Credit: Original article can be found here
[By David Uren]
China is expressing an interest in joining the updated Trans-Pacific Partnership free-trade agreement, which was originally designed as the centrepiece of the Obama administration’s ‘pivot to Asia’, intended to cement a non-Chinese Asian regional group.
China’s premier Li Keqiang told the National People’s Congress at the end of May that China had ‘a positive and open attitude’ towards signing the agreement. His comments were repeated later by commerce ministry spokesman Gao Feng, who noted that the agreement was consistent with World Trade Organization rules.
After US President Donald Trump made good on his 2016 election promise to withdraw from the TPP, Japan and Australia led a push for the remaining 11 members to conclude the deal, which was renamed the Comprehensive and Progressive Agreement for Trans-Pacific Partnership, without the United States.
It’s difficult for non-Americans to understand what became a bipartisan US opposition to the TPP, given that US officials designed the agreement with the nation’s strategic interest and the priorities of its business sector uppermost in mind. Yet there’s a popular belief in the US that trade agreements are responsible for the erosion of its manufacturing industry and living standards.
The TPP was intended to be the world’s most advanced regional trade agreement, with provisions covering digital commerce, intellectual property protection, investment rights, environmental and labour standards and the transparency of state-owned enterprises.

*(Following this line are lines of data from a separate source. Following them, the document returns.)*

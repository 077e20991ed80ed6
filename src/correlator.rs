//! Resumes the conversation when the purchasing host answers a directive.
//!
//! No state is kept between the directive and its answer. The host's
//! response names the directive it answers, which picks the handler here,
//! and carries the product id, which is looked up in a freshly fetched
//! snapshot.

use async_trait::async_trait;

use crate::entitlement::category_of;
use crate::error::DispatchError;
use crate::event::{ConnectionResponse, DirectiveName, Event, PurchaseResult};
use crate::handler::{Handler, Turn};
use crate::handlers::fallback_response;
use crate::product::{Product, ProductCatalogSnapshot, PurchasableState};
use crate::response::SpokenResponse;

const ANOTHER_RANDOM_FACT: &str = "Would you like another random fact?";

fn response_of(event: &Event) -> Result<&ConnectionResponse, DispatchError> {
    match event {
        Event::ConnectionResponse(r) => Ok(r),
        other => Err(DispatchError::Unroutable(other.kind())),
    }
}

/// Reject anything but a 200 from the host before looking further.
fn delivered(response: &ConnectionResponse) -> Result<(), DispatchError> {
    if response.succeeded() {
        return Ok(());
    }
    Err(DispatchError::DirectiveDeliveryFailure {
        directive: response.directive,
        code: response.status_code,
        message: response.status_message.clone(),
    })
}

/// The reported outcome, if it is one this build knows how to continue from.
fn outcome(response: &ConnectionResponse) -> Result<&PurchaseResult, DispatchError> {
    match &response.payload.purchase_result {
        Some(PurchaseResult::Other(raw)) => Err(DispatchError::UnknownPurchaseResult(raw.clone())),
        Some(result) => Ok(result),
        None => Err(DispatchError::UnknownPurchaseResult(String::new())),
    }
}

fn purchased_product<'s>(
    snapshot: &'s ProductCatalogSnapshot,
    response: &ConnectionResponse,
) -> Result<&'s Product, DispatchError> {
    let id = response.payload.product_id.as_deref().unwrap_or_default();
    snapshot.by_id(id).ok_or_else(|| {
        tracing::error!(product_id = %id, directive = %response.directive, "host answered for a product we do not sell");
        DispatchError::UnknownProduct(id.to_string())
    })
}

fn degrade(response: &ConnectionResponse, err: DispatchError) -> SpokenResponse {
    tracing::warn!(directive = %response.directive, error = %err, "continuing with fallback");
    fallback_response()
}

/// Answer to a Buy directive.
pub struct BuyResponse;

#[async_trait]
impl Handler for BuyResponse {
    fn name(&self) -> &'static str {
        "BuyResponse"
    }

    fn matches(&self, event: &Event) -> bool {
        event.is_response_to(DirectiveName::Buy)
    }

    async fn handle(
        &self,
        turn: &Turn<'_>,
        event: &Event,
    ) -> Result<SpokenResponse, DispatchError> {
        let response = response_of(event)?;
        delivered(response)?;
        let result = match outcome(response) {
            Ok(result) => result,
            Err(e) => return Ok(degrade(response, e)),
        };
        let snapshot = turn.snapshot().await?;
        let product = purchased_product(&snapshot, response)?;
        let phrases = turn.phrases();
        tracing::info!(product = %product.reference_name, result = result.as_str(), "purchase answered");
        let reply = match result {
            PurchaseResult::Accepted => {
                let category = category_of(&product.reference_name).filter(|c| {
                    let known = turn.facts().has_category(c);
                    if !known {
                        tracing::warn!(category = %c, "purchased pack has no facts; using the full table");
                    }
                    known
                });
                let fact = turn.facts().random_fact(category)?;
                let which = category.map(|c| format!("{c} fact")).unwrap_or_else(|| "fact".into());
                SpokenResponse::speak(format!(
                    "You have unlocked the {}.  Here is your {which}: {}  {}",
                    product.name,
                    fact.text,
                    phrases.yes_no_question()
                ))
                .ask(phrases.yes_no_question())
            }
            PurchaseResult::Declined | PurchaseResult::Error | PurchaseResult::NotEntitled => {
                SpokenResponse::speak(format!(
                    "Thanks for your interest in {}.  {ANOTHER_RANDOM_FACT}",
                    product.name
                ))
                .ask(ANOTHER_RANDOM_FACT)
            }
            PurchaseResult::AlreadyPurchased => SpokenResponse::speak(format!(
                "You already own the {}. Do you want to hear a fact?",
                product.name
            ))
            .ask("What can I help you with?"),
            PurchaseResult::Other(raw) => {
                return Ok(degrade(
                    response,
                    DispatchError::UnknownPurchaseResult(raw.clone()),
                ));
            }
        };
        Ok(reply)
    }
}

/// Answer to a Cancel directive.
pub struct CancelResponse;

#[async_trait]
impl Handler for CancelResponse {
    fn name(&self) -> &'static str {
        "CancelResponse"
    }

    fn matches(&self, event: &Event) -> bool {
        event.is_response_to(DirectiveName::Cancel)
    }

    async fn handle(
        &self,
        turn: &Turn<'_>,
        event: &Event,
    ) -> Result<SpokenResponse, DispatchError> {
        let response = response_of(event)?;
        delivered(response)?;
        let result = match outcome(response) {
            Ok(result @ (PurchaseResult::Accepted | PurchaseResult::Declined)) => result,
            Ok(other) => {
                let err = DispatchError::UnknownPurchaseResult(other.as_str().to_string());
                return Ok(degrade(response, err));
            }
            Err(e) => return Ok(degrade(response, e)),
        };
        let snapshot = turn.snapshot().await?;
        let product = purchased_product(&snapshot, response)?;
        let phrases = turn.phrases();
        tracing::info!(product = %product.reference_name, result = result.as_str(), "cancellation answered");
        let speech = match result {
            PurchaseResult::Accepted => format!(
                "You have successfully cancelled your subscription. {}",
                phrases.yes_no_question()
            ),
            _ if product.purchasable == PurchasableState::Purchasable => format!(
                "You don't currently have a subscription. {}",
                phrases.yes_no_question()
            ),
            _ => phrases.yes_no_question().to_string(),
        };
        Ok(SpokenResponse::speak(speech).ask(phrases.yes_no_question()))
    }
}

/// Answer to an Upsell directive.
pub struct UpsellResponse;

#[async_trait]
impl Handler for UpsellResponse {
    fn name(&self) -> &'static str {
        "UpsellResponse"
    }

    fn matches(&self, event: &Event) -> bool {
        event.is_response_to(DirectiveName::Upsell)
    }

    async fn handle(
        &self,
        turn: &Turn<'_>,
        event: &Event,
    ) -> Result<SpokenResponse, DispatchError> {
        let response = response_of(event)?;
        delivered(response)?;
        match outcome(response) {
            Ok(PurchaseResult::Declined) => {
                let fact = turn.facts().random_fact(None)?;
                let phrases = turn.phrases();
                Ok(SpokenResponse::speak(format!(
                    "Ok. Here's a random fact: {} {}",
                    fact.text,
                    phrases.yes_no_question()
                ))
                .ask(phrases.yes_no_question()))
            }
            // Accepting an upsell has no continuation yet.
            Ok(other) => {
                tracing::warn!(result = other.as_str(), "upsell outcome not handled");
                Ok(fallback_response())
            }
            Err(e) => Ok(degrade(response, e)),
        }
    }
}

Publicly, US officials said China would be welcome to join, but only if it could meet the TPP’s demanding standards. All members retained a right to veto any new member.
The inclusion of Vietnam among the remaining 11 members, alongside Australia, Brunei, Canada, Chile, Japan, Malaysia, Mexico, New Zealand, Peru and Singapore, shows it’s possible for a non-market economy to overcome the barriers to entry.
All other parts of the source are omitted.